Aqui está em jogo a opinião pública. A presidência de Lula sobreviveu ao
escândalo do mensalão, mas o mesmo não se pode dizer do segundo mandato de
Dilma, diante dos atuais escândalos de corrupção num quadro de crise econômica.
A segunda tática é a judicialização da oposição, em que certos atores no
Ministério Público, na Polícia Federal, no Tribunal de Contas e no Poder
Judiciário intensificam a severidade em processos contra membros do PT ao passo
em que relaxam o rigor em processos contra membros dos partidos de oposição. No
Congresso Nacional, que provavelmente é a instituição mais desmoralizada do
país, a oposição partidária tira vantagem de ambas as táticas e adota as suas
próprias. A política de chantagens do presidente da Câmara Eduardo Cunha é
exemplo emblemático. Subjacente a tudo isto, está o histórico anti-petismo das
elites e da porção conservadora da classe média. Trata-se de preconceito da
“casa grande”, levemente contido durante o período de bonança econômica, mas
que voltou com força, inclusive com tom macartista, impulsionado pela
valorização do dólar (um dos principais “termômetros” da opinião pública da
classe média brasileira). Estes vetores, embora contingentes, parecem estar se
fortalecendo e convergindo.
Por
um lado, o noticiário extensivo sobre casos de corrupção e a punição de
políticos corruptos (às vezes acompanhada de recuperação parcial de recursos
públicos desviados) são sinais de fortalecimento das instituições políticas
brasileiras.
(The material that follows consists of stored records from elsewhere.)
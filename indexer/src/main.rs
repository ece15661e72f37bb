use anyhow::{Context, Result};
use clap::{Parser, Subcommand};
use eensy_core::{Index, IndexConfig, IndexReader, SearchResult};
use serde::Serialize;
use tracing_subscriber::{fmt, EnvFilter};

use std::path::{Path, PathBuf};

#[derive(Parser)]
#[command(name = "eensy")]
#[command(about = "Build and query a TF-IDF inverted index over a directory of text files", long_about = None)]
struct Cli {
    /// JSON config file (stop_words, skip_empty_documents, default_limit)
    #[arg(long, global = true)]
    config: Option<PathBuf>,
    #[command(subcommand)]
    command: Commands,
}

#[derive(Subcommand)]
enum Commands {
    /// Index a directory of text files and write the index to disk
    Build {
        /// Directory of documents (not recursive)
        #[arg(long)]
        input: PathBuf,
        /// Output index directory
        #[arg(long)]
        output: PathBuf,
        /// Skip files without indexable terms instead of failing
        #[arg(long, default_value_t = false)]
        skip_empty: bool,
    },
    /// Index a directory in memory and run one query against it
    Search {
        #[arg(long)]
        input: PathBuf,
        #[arg(long)]
        query: String,
        /// Maximum number of results (defaults to the configured limit)
        #[arg(long, allow_negative_numbers = true)]
        limit: Option<i64>,
        #[arg(long, default_value_t = false)]
        skip_empty: bool,
        /// Print results as JSON
        #[arg(long, default_value_t = false)]
        json: bool,
    },
    /// Show what a persisted index contains
    Inspect {
        #[arg(long)]
        index: PathBuf,
        /// Print df and postings for one term
        #[arg(long)]
        term: Option<String>,
    },
}

#[derive(Serialize)]
struct SearchResponse<'a> {
    query: &'a str,
    took_s: f64,
    total_hits: usize,
    results: &'a [SearchResult<'a>],
}

fn main() -> Result<()> {
    fmt().with_env_filter(EnvFilter::from_default_env()).init();
    let cli = Cli::parse();
    let mut config = match &cli.config {
        Some(path) => IndexConfig::from_json_file(path)
            .with_context(|| format!("loading config {}", path.display()))?,
        None => IndexConfig::default(),
    };

    match cli.command {
        Commands::Build { input, output, skip_empty } => {
            config.skip_empty_documents |= skip_empty;
            build_index(&input, &output, &config)
        }
        Commands::Search { input, query, limit, skip_empty, json } => {
            config.skip_empty_documents |= skip_empty;
            run_search(&input, &query, limit, json, &config)
        }
        Commands::Inspect { index, term } => inspect(&index, term.as_deref()),
    }
}

fn build_index(input: &Path, output: &Path, config: &IndexConfig) -> Result<()> {
    let index = Index::from_dir_with_config(input, config)
        .with_context(|| format!("indexing {}", input.display()))?;
    index.persist(output).with_context(|| format!("writing index to {}", output.display()))?;
    println!("indexed {} documents, {} terms -> {}", index.num_docs(), index.num_terms(), output.display());
    Ok(())
}

fn run_search(input: &Path, query: &str, limit: Option<i64>, json: bool, config: &IndexConfig) -> Result<()> {
    let index = Index::from_dir_with_config(input, config)
        .with_context(|| format!("indexing {}", input.display()))?;
    let start = std::time::Instant::now();
    let limit = resolve_limit(limit, index.default_limit())?;
    let results = index.search(query, limit)?;
    let took_s = start.elapsed().as_secs_f64();
    tracing::info!(query, hits = results.len(), took_s, "search finished");

    if json {
        let response = SearchResponse { query, took_s, total_hits: results.len(), results: &results };
        println!("{}", serde_json::to_string_pretty(&response)?);
    } else if results.is_empty() {
        println!("no matches for {query:?}");
    } else {
        for (rank, hit) in results.iter().enumerate() {
            println!("{:>3}. {:<30} {:>10.3}", rank + 1, hit.document.name, hit.score);
        }
    }
    Ok(())
}

fn inspect(index_dir: &Path, term: Option<&str>) -> Result<()> {
    let reader = IndexReader::open(index_dir).with_context(|| format!("opening {}", index_dir.display()))?;
    let Some(term) = term else {
        println!("{} documents, {} terms", reader.documents().len(), reader.terms().len());
        return Ok(());
    };

    match reader.postings(term)? {
        None => println!("{term:?} is not indexed"),
        Some(postings) => {
            println!("{term:?}: df={}", postings.len());
            for p in postings {
                let name = reader.documents().get(p.doc_id as usize).map_or("?", |d| d.name.as_str());
                println!("  {:<30} tf={:<4} offsets={:?}", name, p.term_frequency(), p.offsets);
            }
        }
    }
    Ok(())
}

fn resolve_limit(limit: Option<i64>, default_limit: usize) -> Result<i64> {
    match limit {
        Some(limit) => Ok(limit),
        None => i64::try_from(default_limit)
            .map_err(|_| anyhow::anyhow!("configured default_limit {default_limit} is too large")),
    }
}

#[cfg(test)]
mod tests {
    use super::*;

    #[test]
    fn explicit_limit_wins() {
        assert_eq!(resolve_limit(Some(-1), 10).unwrap(), -1);
        assert_eq!(resolve_limit(Some(3), 10).unwrap(), 3);
    }

    #[test]
    fn default_limit_is_used_when_absent() {
        assert_eq!(resolve_limit(None, 10).unwrap(), 10);
    }

    #[test]
    fn oversized_default_limit_is_rejected() {
        let err = resolve_limit(None, usize::MAX).unwrap_err();
        assert!(err.to_string().contains("too large"));
    }
}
Quem conheceu bem o Brasil anterior ao ano 2000, sabe que hoje o
combate à corrupção é muito mais intenso, que o Estado, com todos os seus
problemas, é muito mais transparente. Pensar que as notícias de corrupção se
proliferam apenas por causa da suposta improbidade do PT é ingenuidade ou viés
de oposição. Entretanto, as duas táticas de oposição enfatizadas acima são sinal
de que duas instituições fundamentais para o bom funcionamento de uma
democracia – a mídia e o judiciário – são débeis no Brasil, pois não tem
independência e são partidarizadas.
Diante
da progressão do câncer golpista, o governo precisa tentar novas terapias.
Minha aposta é que, no final das contas, são as ruas que definirão o resultado.
Se a mobilização das bases históricas de sustentação do PT for igual ou mais
forte do que a mobilização da oposição, Dilma terá chances de concluir seu
mandato. Lula, o PT, os sindicatos e os movimentos sociais progressistas
precisam fazer, rapidamente, uma ameaça crível para a oposição, para o
vice-presidente Michel Temer e para os membros vacilantes da “base governista”
no Congresso. Precisam demonstrar, nas ruas, que, com um impeachment, o país
ingressaria numa situação de caos persistente e que nenhum presidente que
substituísse Dilma seria um presidente feliz.